_Problem to work on_
Beginning at the line that contains "pub fn open(path: &Path)", return every remaining line of the data below exactly; return nothing before it.
▽
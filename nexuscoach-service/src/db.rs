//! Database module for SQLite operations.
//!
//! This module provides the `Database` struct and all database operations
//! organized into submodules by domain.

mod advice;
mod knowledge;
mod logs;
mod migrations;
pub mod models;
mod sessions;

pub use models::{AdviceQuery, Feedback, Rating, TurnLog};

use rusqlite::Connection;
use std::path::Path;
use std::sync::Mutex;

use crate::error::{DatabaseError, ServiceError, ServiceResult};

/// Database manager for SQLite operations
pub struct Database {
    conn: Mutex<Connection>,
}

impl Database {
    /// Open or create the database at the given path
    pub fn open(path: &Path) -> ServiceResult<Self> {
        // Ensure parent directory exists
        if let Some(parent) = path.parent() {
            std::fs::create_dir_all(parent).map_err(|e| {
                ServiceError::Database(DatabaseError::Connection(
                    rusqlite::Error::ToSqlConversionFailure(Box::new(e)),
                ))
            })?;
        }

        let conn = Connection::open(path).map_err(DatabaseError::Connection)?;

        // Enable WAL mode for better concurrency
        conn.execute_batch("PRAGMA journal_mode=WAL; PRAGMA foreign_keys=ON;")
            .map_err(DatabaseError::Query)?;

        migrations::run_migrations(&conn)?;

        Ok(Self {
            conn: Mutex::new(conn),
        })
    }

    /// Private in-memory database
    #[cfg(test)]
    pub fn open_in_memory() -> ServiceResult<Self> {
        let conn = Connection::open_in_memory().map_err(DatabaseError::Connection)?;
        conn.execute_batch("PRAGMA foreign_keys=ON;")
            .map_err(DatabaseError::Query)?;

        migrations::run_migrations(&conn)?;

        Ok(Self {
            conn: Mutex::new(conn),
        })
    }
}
△
_Solved exercise_
    pub fn open(path: &Path) -> ServiceResult<Self> {
        // Ensure parent directory exists
        if let Some(parent) = path.parent() {
            std::fs::create_dir_all(parent).map_err(|e| {
                ServiceError::Database(DatabaseError::Connection(
                    rusqlite::Error::ToSqlConversionFailure(Box::new(e)),
                ))
            })?;
        }

        let conn = Connection::open(path).map_err(DatabaseError::Connection)?;

        // Enable WAL mode for better concurrency
        conn.execute_batch("PRAGMA journal_mode=WAL; PRAGMA foreign_keys=ON;")
            .map_err(DatabaseError::Query)?;

        migrations::run_migrations(&conn)?;

        Ok(Self {
            conn: Mutex::new(conn),
        })
    }

    /// Private in-memory database
    #[cfg(test)]
    pub fn open_in_memory() -> ServiceResult<Self> {
        let conn = Connection::open_in_memory().map_err(DatabaseError::Connection)?;
        conn.execute_batch("PRAGMA foreign_keys=ON;")
            .map_err(DatabaseError::Query)?;

        migrations::run_migrations(&conn)?;

        Ok(Self {
            conn: Mutex::new(conn),
        })
    }
}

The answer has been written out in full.